4.3. Corporation
A corporation is 1) an organization led by many people but treated by the law as though it were a person; 2) an organization or a group of organizations that work together as a single organization; 3) a legal entity with the right to enter into contracts; the right to own, buy and sell property; and the right to sell stock.
A corporation may be owned by a large number of investors who purchase shares of stock issued by the corporation. Each share of stock is a certificate of ownership that represents an equal share in the ownership of a corporation. Stockholders, or shareholders, are the owners of a corporation.
Shares of stock are often traded in stock markets, such as the New York, London and Tokyo stock exchanges, which are established specifically for this purpose. These markets facilitate the exchange of stock between buyers and sellers. Therefore, unlike other businesses, the ownership in many corporations changes frequently as stockholders buy or sell shares of stock. Major corporations, such as General Motors, Exxon, or Microsoft, have received billions of dollars from stockholders.

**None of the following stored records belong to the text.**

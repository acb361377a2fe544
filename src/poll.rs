//! A [Source](crate::source::Source) building block which polls a lookup on
//! a fixed period and reports only the results which changed.

use crate::endpoint::{Endpoint, Snapshot};
#[cfg(feature = "probes")]
use crate::probes;
use crate::source::{Error, Updates};

use async_trait::async_trait;
use std::time::Duration;
use tokio::sync::mpsc;
use tokio::time::{interval_at, Instant, MissedTickBehavior};
use tokio_util::sync::CancellationToken;
use tracing::{event, instrument, Level};

/// A single, complete resolution of one target.
#[async_trait]
pub trait Lookup: Send + Sync + 'static {
    /// A name for this lookup, for instrumentation.
    fn name(&self) -> &str;

    /// Resolves every endpoint currently known for the target.
    async fn lookup(&self) -> Result<Vec<Endpoint>, Error>;
}

/// Validates `lookup` by running it once, then starts polling it every
/// `period` in the background.
///
/// If the first lookup fails, no background task is started.
pub async fn start<L: Lookup>(
    lookup: L,
    period: Duration,
    shutdown: CancellationToken,
) -> Result<Updates, Error> {
    lookup.lookup().await?;

    // Deliveries are a handoff: the poller may not run ahead of its consumer
    // by more than this.
    let (tx, rx) = mpsc::channel(1);
    event!(
        Level::INFO,
        name = lookup.name(),
        ?period,
        "Starting polling endpoint source"
    );
    tokio::task::spawn(run(lookup, period, tx, shutdown));
    Ok(rx)
}

/// Polls `lookup` until it fails, `shutdown` is cancelled, or the receiving
/// side of `tx` goes away.
///
/// Dropping `tx` on return closes the sequence.
#[instrument(skip_all, fields(name = lookup.name()), name = "poll::run")]
pub(crate) async fn run<L: Lookup>(
    lookup: L,
    period: Duration,
    tx: mpsc::Sender<Snapshot>,
    shutdown: CancellationToken,
) {
    // Like a ticker: the first poll happens one period from now, not
    // immediately.
    let mut ticker = interval_at(Instant::now() + period, period);
    ticker.set_missed_tick_behavior(MissedTickBehavior::Delay);

    // The last snapshot observed, whether or not it was sent. "None" is the
    // bootstrap value, and differs from every resolved snapshot.
    let mut last: Option<Snapshot> = None;

    loop {
        tokio::select! {
            _ = shutdown.cancelled() => break,
            _ = ticker.tick() => {},
        }

        #[cfg(feature = "probes")]
        probes::poll__start!(|| lookup.name());

        let next = match lookup.lookup().await {
            Ok(endpoints) => Snapshot::new(endpoints),
            Err(err) => {
                #[cfg(feature = "probes")]
                {
                    let reason = err.to_string();
                    probes::poll__failed!(|| (lookup.name(), reason.as_str()));
                }
                event!(Level::ERROR, ?err, "Error resolving endpoints");
                break;
            }
        };

        #[cfg(feature = "probes")]
        probes::poll__done!(|| (lookup.name(), next.len() as u64));

        if last.as_ref() != Some(&next) {
            let entries = next.len();
            event!(Level::DEBUG, entries, "Sending endpoint update");
            tokio::select! {
                _ = shutdown.cancelled() => break,
                result = tx.send(next.clone()) => {
                    if result.is_err() {
                        event!(Level::DEBUG, "Endpoint update receiver dropped");
                        break;
                    }
                }
            }
            event!(Level::DEBUG, entries, "Endpoint update sent");
        }
        last = Some(next);
    }

    event!(Level::INFO, "Stopping polling endpoint source");
}

#[cfg(test)]
mod tests {
    use super::*;
    use crate::test_utils::{setup_tracing_subscriber, ScriptedLookup};

    const PERIOD: Duration = Duration::from_millis(1);

    fn spawn_run(
        lookup: ScriptedLookup,
    ) -> (Updates, CancellationToken, tokio::task::JoinHandle<()>) {
        let shutdown = CancellationToken::new();
        let (tx, rx) = mpsc::channel(1);
        let handle = tokio::task::spawn(run(lookup, PERIOD, tx, shutdown.clone()));
        (rx, shutdown, handle)
    }

    async fn stop(
        shutdown: CancellationToken,
        handle: tokio::task::JoinHandle<()>,
        rx: &mut Updates,
    ) {
        shutdown.cancel();
        tokio::time::timeout(Duration::from_secs(1), handle)
            .await
            .expect("poller should exit")
            .expect("poller should not panic");
        assert!(rx.recv().await.is_none(), "sequence should be closed");
    }

    #[tokio::test(start_paused = true)]
    async fn empty_response_is_sent_once() {
        setup_tracing_subscriber();
        let (mut rx, shutdown, handle) = spawn_run(ScriptedLookup::new([vec![]]));

        let update = rx.recv().await.expect("first update");
        assert!(update.is_empty());

        // The same empty set keeps coming back; nothing more is sent.
        let r = tokio::time::timeout(PERIOD * 20, rx.recv()).await;
        assert!(r.is_err(), "unchanged results should not be sent");

        stop(shutdown, handle, &mut rx).await;
    }

    #[tokio::test(start_paused = true)]
    async fn single_entry() {
        setup_tracing_subscriber();
        let (mut rx, shutdown, handle) =
            spawn_run(ScriptedLookup::new([vec![Endpoint::new("host1", 50051, 1)]]));

        let update = rx.recv().await.expect("first update");
        assert_eq!(update.endpoints(), &[Endpoint::new("host1", 50051, 1)]);

        stop(shutdown, handle, &mut rx).await;
    }

    #[tokio::test(start_paused = true)]
    async fn changing_entries() {
        setup_tracing_subscriber();
        let first = vec![
            Endpoint::new("host1", 50051, 1),
            Endpoint::new("host2", 50051, 2),
        ];
        let second = vec![Endpoint::new("host3", 50051, 1)];
        let (mut rx, shutdown, handle) = spawn_run(ScriptedLookup::new([first, second]));

        assert_eq!(rx.recv().await.expect("first update").len(), 2);
        assert_eq!(rx.recv().await.expect("second update").len(), 1);

        stop(shutdown, handle, &mut rx).await;
    }

    #[tokio::test(start_paused = true)]
    async fn repeated_results_are_suppressed() {
        setup_tracing_subscriber();
        let a = vec![Endpoint::new("host1", 50051, 1)];
        // The same set again, which should be suppressed.
        let a_again = vec![Endpoint::new("host1", 50051, 1)];
        let b = vec![
            Endpoint::new("host2", 50051, 1),
            Endpoint::new("host1", 50051, 1),
        ];
        let b_reordered = vec![
            Endpoint::new("host1", 50051, 1),
            Endpoint::new("host2", 50051, 1),
        ];
        let lookup = ScriptedLookup::new([a.clone(), a_again, b, b_reordered]);
        let polls = lookup.polls();
        let (mut rx, shutdown, handle) = spawn_run(lookup);

        assert_eq!(rx.recv().await.expect("first update"), Snapshot::new(a));
        let second = rx.recv().await.expect("second update");
        assert_eq!(second.len(), 2);

        let r = tokio::time::timeout(PERIOD * 20, rx.recv()).await;
        assert!(r.is_err(), "unchanged results should not be sent");
        assert!(polls.load(std::sync::atomic::Ordering::SeqCst) > 4);

        stop(shutdown, handle, &mut rx).await;
    }

    #[tokio::test(start_paused = true)]
    async fn lookup_failure_closes_sequence() {
        setup_tracing_subscriber();
        let lookup = ScriptedLookup::new([vec![Endpoint::new("host1", 50051, 1)]]);
        lookup.fail_after(1);
        let (mut rx, _shutdown, handle) = spawn_run(lookup);

        assert_eq!(rx.recv().await.expect("first update").len(), 1);
        assert!(rx.recv().await.is_none(), "failure should close the sequence");
        handle.await.unwrap();
    }

    #[tokio::test(start_paused = true)]
    async fn first_lookup_failure_sends_nothing() {
        setup_tracing_subscriber();
        let lookup = ScriptedLookup::new([]);
        lookup.fail_after(0);
        let (mut rx, _shutdown, handle) = spawn_run(lookup);

        assert!(rx.recv().await.is_none(), "failure should close the sequence");
        handle.await.unwrap();
    }

    #[tokio::test(start_paused = true)]
    async fn start_validates_before_polling() {
        setup_tracing_subscriber();
        let lookup = ScriptedLookup::new([]);
        lookup.fail_after(0);
        let polls = lookup.polls();

        let result = start(lookup, PERIOD, CancellationToken::new()).await;
        assert!(result.is_err());

        // No background polling was started.
        tokio::time::sleep(PERIOD * 20).await;
        assert_eq!(polls.load(std::sync::atomic::Ordering::SeqCst), 1);
    }

    #[tokio::test(start_paused = true)]
    async fn start_then_shutdown() {
        setup_tracing_subscriber();
        let shutdown = CancellationToken::new();
        let lookup = ScriptedLookup::new([vec![Endpoint::new("host1", 50051, 1)]]);
        let mut rx = start(lookup, PERIOD, shutdown.clone())
            .await
            .expect("validation should succeed");

        assert_eq!(rx.recv().await.expect("first update").len(), 1);
        shutdown.cancel();
        assert!(rx.recv().await.is_none());
    }
}
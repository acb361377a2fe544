//! Implementation of [Source] for DNS SRV records

use crate::endpoint::Endpoint;
use crate::poll::{self, Lookup};
use crate::source::{Error, Source, Updates};
use crate::target::{SrvTarget, Target};

use async_trait::async_trait;
use hickory_resolver::config::NameServerConfig;
use hickory_resolver::config::Protocol;
use hickory_resolver::config::ResolverConfig;
use hickory_resolver::config::ResolverOpts;
use hickory_resolver::TokioAsyncResolver;
use std::net::SocketAddr;
use std::time::Duration;
use tokio::time::timeout;
use tokio_util::sync::CancellationToken;
use tracing::{event, instrument, Level};

pub const DEFAULT_POLL_PERIOD: Duration = Duration::from_secs(1);
pub const DEFAULT_QUERY_TIMEOUT: Duration = Duration::from_secs(10);

/// Configuration options to tweak DNS resolution.
#[derive(Clone, Debug)]
pub struct DnsSourceConfig {
    /// Which DNS servers should be queried?
    ///
    /// If empty, the system configuration is used.
    ///
    /// Default: Empty
    pub name_servers: Vec<SocketAddr>,

    /// How long should we wait between lookups of a target?
    ///
    /// Cached answers are also never kept longer than this, so each lookup
    /// reflects DNS as of at most one period ago.
    ///
    /// Default: 1 second
    pub poll_period: Duration,

    /// After starting a lookup, how long until we timeout?
    ///
    /// Default: 10 seconds
    pub query_timeout: Duration,
}

impl Default for DnsSourceConfig {
    fn default() -> Self {
        Self {
            name_servers: vec![],
            poll_period: DEFAULT_POLL_PERIOD,
            query_timeout: DEFAULT_QUERY_TIMEOUT,
        }
    }
}

/// Finds the endpoints of a target by polling its DNS SRV records.
///
/// One resolver is shared by every target opened through this source.
pub struct DnsSource {
    resolver: TokioAsyncResolver,
    config: DnsSourceConfig,
}

impl DnsSource {
    pub fn new(config: DnsSourceConfig) -> Result<Self, Error> {
        let resolver = if config.name_servers.is_empty() {
            let (rc, mut opts) = hickory_resolver::system_conf::read_system_conf()?;
            Self::tune(&config, &mut opts);
            TokioAsyncResolver::tokio(rc, opts)
        } else {
            let mut rc = ResolverConfig::new();
            for address in &config.name_servers {
                rc.add_name_server(NameServerConfig {
                    socket_addr: *address,
                    protocol: Protocol::Udp,
                    tls_dns_name: None,
                    trust_negative_responses: false,
                    bind_addr: None,
                });
            }
            let mut opts = ResolverOpts::default();
            opts.use_hosts_file = false;
            Self::tune(&config, &mut opts);
            TokioAsyncResolver::tokio(rc, opts)
        };
        Ok(Self { resolver, config })
    }

    fn tune(config: &DnsSourceConfig, opts: &mut ResolverOpts) {
        opts.timeout = config.query_timeout;
        opts.positive_max_ttl = Some(config.poll_period);
        opts.negative_max_ttl = Some(config.poll_period);
        opts.edns0 = true;
    }
}

#[async_trait]
impl Source for DnsSource {
    #[instrument(skip(self, shutdown), name = "DnsSource::open")]
    async fn open(&self, target: &Target, shutdown: CancellationToken) -> Result<Updates, Error> {
        let lookup = match target {
            Target::Srv(srv) => SrvLookup::new(self.resolver.clone(), srv, self.config.query_timeout),
        };
        poll::start(lookup, self.config.poll_period, shutdown).await
    }
}

/// Resolves one SRV name.
struct SrvLookup {
    resolver: TokioAsyncResolver,
    name: String,
    query_timeout: Duration,
}

impl SrvLookup {
    fn new(resolver: TokioAsyncResolver, target: &SrvTarget, query_timeout: Duration) -> Self {
        Self {
            resolver,
            name: target.qualified_name(),
            query_timeout,
        }
    }
}

#[async_trait]
impl Lookup for SrvLookup {
    fn name(&self) -> &str {
        &self.name
    }

    async fn lookup(&self) -> Result<Vec<Endpoint>, Error> {
        let srv = timeout(self.query_timeout, self.resolver.srv_lookup(self.name.as_str()))
            .await
            .map_err(|_| Error::Timeout(self.query_timeout))??;
        event!(Level::TRACE, ?srv, "Successfully looked up SRV record");

        // Priority is not reported to subscribers.
        Ok(srv
            .iter()
            .map(|record| Endpoint::new(record.target().to_utf8(), record.port(), record.weight()))
            .collect())
    }
}
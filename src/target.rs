//! Describes what a subscriber wants to watch
use std::sync::Arc;

/// Identifies one watched backend pool.
///
/// Subscriptions to targets with the same key share a single watcher.
#[derive(Clone, Debug, PartialEq, Eq, Ord, PartialOrd, Hash)]
pub struct Key(pub Arc<str>);

impl Key {
    pub fn new(s: impl ToString) -> Self {
        Self(Arc::from(s.to_string()))
    }

    pub fn as_str(&self) -> &str {
        &self.0
    }
}

impl From<String> for Key {
    fn from(s: String) -> Self {
        Self(Arc::from(s))
    }
}

impl From<&'_ str> for Key {
    fn from(s: &'_ str) -> Self {
        Self(Arc::from(s))
    }
}

impl std::borrow::Borrow<str> for Key {
    fn borrow(&self) -> &str {
        &self.0
    }
}

impl std::fmt::Display for Key {
    fn fmt(&self, f: &mut std::fmt::Formatter<'_>) -> std::fmt::Result {
        self.0.fmt(f)
    }
}

#[cfg(feature = "serde")]
impl serde::Serialize for Key {
    fn serialize<S>(&self, serializer: S) -> Result<S::Ok, S::Error>
    where
        S: serde::Serializer,
    {
        self.0.serialize(serializer)
    }
}

/// A DNS SRV name, split into its parts.
#[derive(Clone, Debug, PartialEq, Eq, Hash)]
pub struct SrvTarget {
    /// The symbolic service name, without the leading underscore.
    pub service: String,
    /// The transport protocol, without the leading underscore.
    pub protocol: String,
    /// The domain the service lives under.
    pub dns_name: String,
}

impl SrvTarget {
    pub fn new(service: impl ToString, protocol: impl ToString, dns_name: impl ToString) -> Self {
        Self {
            service: service.to_string(),
            protocol: protocol.to_string(),
            dns_name: dns_name.to_string(),
        }
    }

    /// The name which is actually queried, e.g. `_grpc._tcp.example.com`.
    pub fn qualified_name(&self) -> String {
        format!("_{}._{}.{}", self.service, self.protocol, self.dns_name)
    }
}

/// A request to watch the endpoints of a backend pool.
///
/// Each variant selects a different way of resolving endpoints.
#[derive(Clone, Debug, PartialEq, Eq, Hash)]
pub enum Target {
    Srv(SrvTarget),
}

impl Target {
    pub fn srv(service: impl ToString, protocol: impl ToString, dns_name: impl ToString) -> Self {
        Target::Srv(SrvTarget::new(service, protocol, dns_name))
    }

    pub fn key(&self) -> Key {
        match self {
            Target::Srv(srv) => Key::from(srv.qualified_name()),
        }
    }
}

impl From<SrvTarget> for Target {
    fn from(srv: SrvTarget) -> Self {
        Target::Srv(srv)
    }
}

Having considered the three major forms of business organizations, you can see that some business is managed by a single individual, some business is managed by many people collectively, while some business is run in the form of joint stock companies. It should be mentioned that the right choice of the form of the business is very crucial because it determines the power, control, risk and responsibility of the owner as well as the division of profits and losses. The choice of the form of business organizations can often mean the difference between a successful business and one that fails.